Que l’on ne soit pour l’instant que dans l’espace du discours est une évidence. Cependant, on doit constater la continuité de ce discours entre l’avant et l’après-élection présidentielle. Il faut aussi remarquer que la position de Nicolas Sarkozy a été affaiblie par les résultats du 2ème tour des élections législatives et l’importante abstention qui s’y manifestât. Même si les dirigeants de l’UMP refusent de l’admettre, passer d’une estimation de 405 à 420 sièges à une réalité de 318 élus a un sens, en dépit du fait que la majorité au Parlement soit conservée. Le décalage entre la prévision et le résultat réel a bien été perçu dans l’opinion comme une correction significative donnée au mandat confié au nouveau Président. Ce dernier ne connaîtra pas un " état de grâce " comparable à celui de ses prédécesseurs.
Ces différents événements forment un tout. Il éclaire les contradictions et dynamiques du " sarkozysme ", mais aussi de l’ensemble de la classe politique française. Les commentaires euphoriques des défenseurs du système après l’élection Présidentielle se trouvent ainsi démentis. La crise du système politique français est toujours présente. On l’avait diagnostiqué dans le fait que les 3 principaux candidats de l’élection Présidentielle avaient dû reprendre à leur compte une bonne partie des éléments du discours des adversaires du système. Ce diagnostic est ainsi confirmé. Il doit cependant être enrichi par l’analyse des récents événements.
I. Un traité aux forceps pour une Constitution défunte.
L’élément le plus significatif réside dans la posture adoptée par Nicolas Sarkozy lors des négociations du Conseil Européen qui ont abouti à l’accord sur un mini-Traité.

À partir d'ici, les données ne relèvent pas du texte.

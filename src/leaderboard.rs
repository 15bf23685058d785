//! Persistent local leaderboard: ranked, capped, stored as JSON.

use crate::constants::{LEADERBOARD_CAPACITY, TOP_TEN_CUTOFF};
use directories::ProjectDirs;
use serde::{Deserialize, Serialize};
use std::fs;
use std::io;
use std::path::{Path, PathBuf};

/// One finished run. Field names match the storage layout used since the
/// first release.
#[derive(Debug, Clone, PartialEq, Serialize, Deserialize)]
pub struct LeaderboardEntry {
    pub name: String,
    /// Final score (clamped score * multiplier - elapsed seconds).
    pub score: i64,
    #[serde(rename = "rawScore")]
    pub raw_score: u32,
    /// Elapsed time as "M:SS".
    pub time: String,
    #[serde(rename = "timeInSeconds")]
    pub time_in_seconds: i64,
    pub date: String,
}

/// Owns the persisted entry collection across runs. Load-on-open,
/// save-on-write. When storage is unavailable the store degrades to
/// in-memory only for the session; callers never see an error.
pub struct LeaderboardStore {
    entries: Vec<LeaderboardEntry>,
    path: Option<PathBuf>,
}

impl LeaderboardStore {
    /// Open the store at the platform config location, loading existing
    /// entries. Missing or corrupt files yield an empty leaderboard.
    pub fn open() -> Self {
        match store_path() {
            Ok(path) => {
                let entries = load_entries(&path);
                Self {
                    entries,
                    path: Some(path),
                }
            }
            Err(e) => {
                eprintln!("leaderboard storage unavailable ({}), scores will not persist", e);
                Self::in_memory()
            }
        }
    }

    /// A store that never touches disk (degraded mode and tests).
    pub fn in_memory() -> Self {
        Self {
            entries: Vec::new(),
            path: None,
        }
    }

    /// A store backed by an explicit file (tests).
    pub fn with_path(path: PathBuf) -> Self {
        let entries = load_entries(&path);
        Self {
            entries,
            path: Some(path),
        }
    }

    /// Insert an entry: append, sort descending by final score, trim to
    /// capacity, persist. Returns whether the entry landed in the top ten.
    pub fn insert(&mut self, entry: LeaderboardEntry) -> bool {
        self.entries.push(entry.clone());
        self.entries.sort_by(|a, b| b.score.cmp(&a.score));

        let position = self
            .entries
            .iter()
            .position(|e| e == &entry)
            .unwrap_or(self.entries.len());
        let is_top_ten = position < TOP_TEN_CUTOFF;

        self.entries.truncate(LEADERBOARD_CAPACITY);
        self.persist();
        is_top_ten
    }

    /// Entries ordered highest score first, at most `limit` of them.
    pub fn list(&self, limit: usize) -> &[LeaderboardEntry] {
        &self.entries[..limit.min(self.entries.len())]
    }

    pub fn len(&self) -> usize {
        self.entries.len()
    }

    pub fn is_empty(&self) -> bool {
        self.entries.is_empty()
    }

    /// Empty the collection, on disk too.
    pub fn clear(&mut self) {
        self.entries.clear();
        self.persist();
    }

    fn persist(&mut self) {
        if let Some(path) = &self.path {
            if let Err(e) = save_entries(path, &self.entries) {
                eprintln!("failed to persist leaderboard ({}), keeping scores in memory only", e);
                self.path = None;
            }
        }
    }
}

/// Leaderboard file at the platform config dir (created if needed).
fn store_path() -> io::Result<PathBuf> {
    let project_dirs = ProjectDirs::from("", "", "quizmaze").ok_or_else(|| {
        io::Error::new(io::ErrorKind::NotFound, "could not determine config directory")
    })?;

    let config_dir = project_dirs.config_dir();
    fs::create_dir_all(config_dir)?;

    Ok(config_dir.join("leaderboard.json"))
}

/// Load entries, or an empty list when the file is missing or corrupt.
fn load_entries(path: &Path) -> Vec<LeaderboardEntry> {
    match fs::read_to_string(path) {
        Ok(json) => serde_json::from_str(&json).unwrap_or_default(),
        Err(_) => Vec::new(),
    }
}

fn save_entries(path: &Path, entries: &[LeaderboardEntry]) -> io::Result<()> {
    if let Some(parent) = path.parent() {
        fs::create_dir_all(parent)?;
    }
    let json = serde_json::to_string_pretty(entries)
        .map_err(|e| io::Error::new(io::ErrorKind::InvalidData, e))?;
    fs::write(path, json)
}

#[cfg(test)]
mod tests {
    use super::*;

    fn entry(name: &str, score: i64) -> LeaderboardEntry {
        LeaderboardEntry {
            name: name.to_string(),
            score,
            raw_score: 0,
            time: "0:42".to_string(),
            time_in_seconds: 42,
            date: "2026-08-30".to_string(),
        }
    }

    #[test]
    fn test_insert_keeps_descending_order() {
        let mut store = LeaderboardStore::in_memory();
        store.insert(entry("a", 100));
        store.insert(entry("b", 300));
        store.insert(entry("c", 200));

        let scores: Vec<i64> = store.list(10).iter().map(|e| e.score).collect();
        assert_eq!(scores, vec![300, 200, 100]);
    }

    #[test]
    fn test_top_ten_detection() {
        let mut store = LeaderboardStore::in_memory();
        for i in 0..10 {
            assert!(store.insert(entry("filler", 1000 - i)));
        }
        // Eleventh place is not a record
        assert!(!store.insert(entry("late", 1)));
        // A high score still is
        assert!(store.insert(entry("champ", 5000)));
    }

    #[test]
    fn test_capacity_truncates_lowest() {
        let mut store = LeaderboardStore::in_memory();
        for i in 0..LEADERBOARD_CAPACITY {
            store.insert(entry("filler", i as i64 + 10));
        }
        assert_eq!(store.len(), LEADERBOARD_CAPACITY);

        // The 51st entry pushes out the lowest score
        store.insert(entry("newcomer", 9999));
        assert_eq!(store.len(), LEADERBOARD_CAPACITY);
        assert_eq!(store.list(1)[0].name, "newcomer");
        assert!(store.list(LEADERBOARD_CAPACITY).iter().all(|e| e.score != 10));
    }

    #[test]
    fn test_lowest_incoming_entry_is_dropped() {
        let mut store = LeaderboardStore::in_memory();
        for _ in 0..LEADERBOARD_CAPACITY {
            store.insert(entry("filler", 100));
        }
        assert!(!store.insert(entry("too-low", 1)));
        assert_eq!(store.len(), LEADERBOARD_CAPACITY);
        assert!(store.list(LEADERBOARD_CAPACITY).iter().all(|e| e.name == "filler"));
    }

    #[test]
    fn test_clear_empties_store() {
        let mut store = LeaderboardStore::in_memory();
        store.insert(entry("a", 1));
        store.clear();
        assert!(store.is_empty());
        assert!(store.list(10).is_empty());
    }

    #[test]
    fn test_list_limit() {
        let mut store = LeaderboardStore::in_memory();
        for i in 0..5 {
            store.insert(entry("x", i));
        }
        assert_eq!(store.list(3).len(), 3);
        assert_eq!(store.list(100).len(), 5);
    }

    #[test]
    fn test_round_trip_on_disk() {
        let dir = std::env::temp_dir().join("quizmaze-leaderboard-test");
        let path = dir.join("leaderboard.json");
        let _ = fs::remove_file(&path);

        {
            let mut store = LeaderboardStore::with_path(path.clone());
            store.insert(entry("saved", 250));
        }

        let store = LeaderboardStore::with_path(path.clone());
        assert_eq!(store.len(), 1);
        assert_eq!(store.list(1)[0].name, "saved");
        assert_eq!(store.list(1)[0].score, 250);

        let _ = fs::remove_file(&path);
        let _ = fs::remove_dir(&dir);
    }

    #[test]
    fn test_corrupt_file_loads_empty() {
        let dir = std::env::temp_dir().join("quizmaze-leaderboard-corrupt");
        fs::create_dir_all(&dir).unwrap();
        let path = dir.join("leaderboard.json");
        fs::write(&path, "{not json").unwrap();

        let store = LeaderboardStore::with_path(path.clone());
        assert!(store.is_empty());

        let _ = fs::remove_file(&path);
        let _ = fs::remove_dir(&dir);
    }

    #[test]
    fn test_entry_storage_field_names() {
        let json = serde_json::to_string(&entry("Ana", 170)).unwrap();
        assert!(json.contains("\"rawScore\""));
        assert!(json.contains("\"timeInSeconds\""));
        assert!(json.contains("\"time\""));
    }
}
//! Compile-time build information.

include!(concat!(env!("OUT_DIR"), "/build_info.rs"));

Se présentant explicitement comme le représentant d’un pays qui avait massivement rejeté le TCE, Nicolas Sarkozy a fait retirer du futur Traité tous les éléments issus du TCE et visant à construire les éléments symboliques d’une souveraineté supranationale, ainsi que les références à la trop fameuse " concurrence libre et non faussée " que l’auteur de ces lignes avait durement attaqué avant et après le Référendum de 2005. Enfin, la place des services publics à la Française est officiellement reconnue.
On peut soutenir que ces changements ne sont que de pure forme. La Commission de Bruxelles en effet reste maîtresse de l’interprétation des normes de concurrence et peut ainsi venir s’opposer aux politiques industrielles nationales là et quand ces dernières exigeraient une suspension de la concurrence. La reconnaissance des services publics peut être vue comme une simple concession. Il est indiscutable que le cadre réglementaire de l’Union Européenne va toujours dans le sens d’un affaiblissement, voire d’un démantèlement des services publics. L’absence des symboles de souveraineté pour l’UE ne doit pas, non plus, être compris comme un renoncement complet au projet fédéral.

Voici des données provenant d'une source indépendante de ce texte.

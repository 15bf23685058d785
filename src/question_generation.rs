//! Remote question generation with curated fallback.
//!
//! Posts a prompt to a text-generation API and turns the reply into a
//! question bank. Any failure along the way (network, malformed payload,
//! too few valid questions) falls back to the curated set without
//! surfacing an error to the player.

use crate::constants::GENERATED_QUESTION_COUNT;
use crate::questions::{curated_bank, Question, QuestionBank};
use serde::Deserialize;
use std::error::Error;

const DEFAULT_ENDPOINT: &str =
    "https://generativelanguage.googleapis.com/v1beta/models/gemini-pro:generateContent";
const DEFAULT_TOPIC: &str = "sex education and mental health for teenagers";

/// Environment variable holding the generation API key.
/// Generation is disabled when it is unset or empty.
pub const API_KEY_ENV: &str = "QUIZMAZE_API_KEY";

#[derive(Debug, Clone)]
pub struct GenerationConfig {
    pub endpoint: String,
    pub api_key: String,
    pub topic: String,
    pub count: usize,
}

impl Default for GenerationConfig {
    fn default() -> Self {
        Self {
            endpoint: DEFAULT_ENDPOINT.to_string(),
            api_key: std::env::var(API_KEY_ENV).unwrap_or_default(),
            topic: DEFAULT_TOPIC.to_string(),
            count: GENERATED_QUESTION_COUNT,
        }
    }
}

// Response envelope of the generation API
#[derive(Deserialize)]
struct GenerateResponse {
    #[serde(default)]
    candidates: Vec<Candidate>,
}

#[derive(Deserialize)]
struct Candidate {
    content: CandidateContent,
}

#[derive(Deserialize)]
struct CandidateContent {
    #[serde(default)]
    parts: Vec<ContentPart>,
}

#[derive(Deserialize)]
struct ContentPart {
    text: String,
}

/// Strip markdown code fences the model tends to wrap JSON in.
fn strip_code_fences(text: &str) -> String {
    text.replace("```json", "").replace("```", "")
}

/// The first top-level JSON array in the text, fences already stripped.
fn extract_json_array(text: &str) -> Option<&str> {
    let start = text.find('[')?;
    let end = text.rfind(']')?;
    if end < start {
        return None;
    }
    Some(&text[start..=end])
}

/// Parse model output into validated questions with reassigned ids.
pub fn parse_questions(text: &str) -> Result<Vec<Question>, Box<dyn Error>> {
    let cleaned = strip_code_fences(text);
    let array = extract_json_array(&cleaned).ok_or("no JSON array in response")?;
    let candidates: Vec<Question> = serde_json::from_str(array)?;

    let mut valid: Vec<Question> = candidates.into_iter().filter(Question::is_valid).collect();
    for (i, q) in valid.iter_mut().enumerate() {
        q.id = i;
    }
    Ok(valid)
}

fn build_prompt(config: &GenerationConfig) -> String {
    format!(
        "Generate exactly {count} age-appropriate, educational multiple-choice quiz \
         questions about {topic} for teenagers. Each question MUST be a JSON object \
         with fields \"question\", \"answers\" (array of 4 strings), \"correct\" \
         (index 0-3) and \"explanation\". Return ONLY a JSON array with no \
         additional text or formatting.",
        count = config.count,
        topic = config.topic,
    )
}

/// Fetch generated questions from the remote API.
fn fetch_generated(config: &GenerationConfig) -> Result<Vec<Question>, Box<dyn Error>> {
    let url = format!("{}?key={}", config.endpoint, config.api_key);

    let response: GenerateResponse = ureq::post(&url)
        .set("User-Agent", "quizmaze")
        .send_json(serde_json::json!({
            "contents": [{
                "parts": [{ "text": build_prompt(config) }]
            }],
            "generationConfig": {
                "temperature": 0.7,
                "maxOutputTokens": 2048,
            }
        }))?
        .into_json()?;

    let text = response
        .candidates
        .first()
        .and_then(|c| c.content.parts.first())
        .map(|p| p.text.as_str())
        .ok_or("empty response from generation API")?;

    parse_questions(text)
}

/// Load the question bank: remote generation when configured, curated set
/// otherwise or on any failure. Never errors.
pub fn load_question_bank(config: &GenerationConfig) -> QuestionBank {
    if config.api_key.is_empty() {
        return curated_bank();
    }

    match fetch_generated(config) {
        // Too few survivors means the model reply was mostly junk
        Ok(questions) if questions.len() * 2 >= config.count => {
            let mut questions = questions;
            questions.truncate(config.count);
            QuestionBank::new(questions)
        }
        Ok(questions) => {
            eprintln!(
                "question generation returned only {} valid questions, using curated set",
                questions.len()
            );
            curated_bank()
        }
        Err(e) => {
            eprintln!("question generation failed ({}), using curated set", e);
            curated_bank()
        }
    }
}

#[cfg(test)]
mod tests {
    use super::*;

    const SAMPLE: &str = r#"[
        {
            "question": "What is consent?",
            "answers": ["A clear voluntary yes", "Silence", "Maybe", "Pressure"],
            "correct": 0,
            "explanation": "Consent is a freely given agreement."
        },
        {
            "question": "Broken entry",
            "answers": ["Only", "Three", "Answers"],
            "correct": 0,
            "explanation": "Should be filtered out."
        }
    ]"#;

    #[test]
    fn test_parse_filters_invalid_questions() {
        let questions = parse_questions(SAMPLE).unwrap();
        assert_eq!(questions.len(), 1);
        assert_eq!(questions[0].id, 0);
        assert_eq!(questions[0].prompt, "What is consent?");
    }

    #[test]
    fn test_parse_strips_code_fences() {
        let fenced = format!("```json\n{}\n```", SAMPLE);
        let questions = parse_questions(&fenced).unwrap();
        assert_eq!(questions.len(), 1);
    }

    #[test]
    fn test_parse_rejects_garbage() {
        assert!(parse_questions("no json here").is_err());
        assert!(parse_questions("[{\"broken\": }]").is_err());
    }

    #[test]
    fn test_disabled_generation_uses_curated_set() {
        let config = GenerationConfig {
            api_key: String::new(),
            ..GenerationConfig::default()
        };
        let bank = load_question_bank(&config);
        assert_eq!(bank.len(), 12);
    }

    #[test]
    fn test_extract_json_array() {
        assert_eq!(extract_json_array("noise [1, 2] tail"), Some("[1, 2]"));
        assert_eq!(extract_json_array("no array"), None);
        assert_eq!(extract_json_array("] backwards ["), None);
    }
}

Tout cela est vrai et il est important de mettre en garde contre toute interprétation triomphaliste de ce qui s’est joué dans la nuit des 22 au 23 juin 2007. Nicolas Sarkozy, défenseur du " oui " lors du référendum ne s’est pas mué en une nuit en partisan du " non ". Cependant, il serait tout aussi erroné de ne pas saisir ce que les concessions symboliques représentent, justement parce qu’il s’agit de symboles.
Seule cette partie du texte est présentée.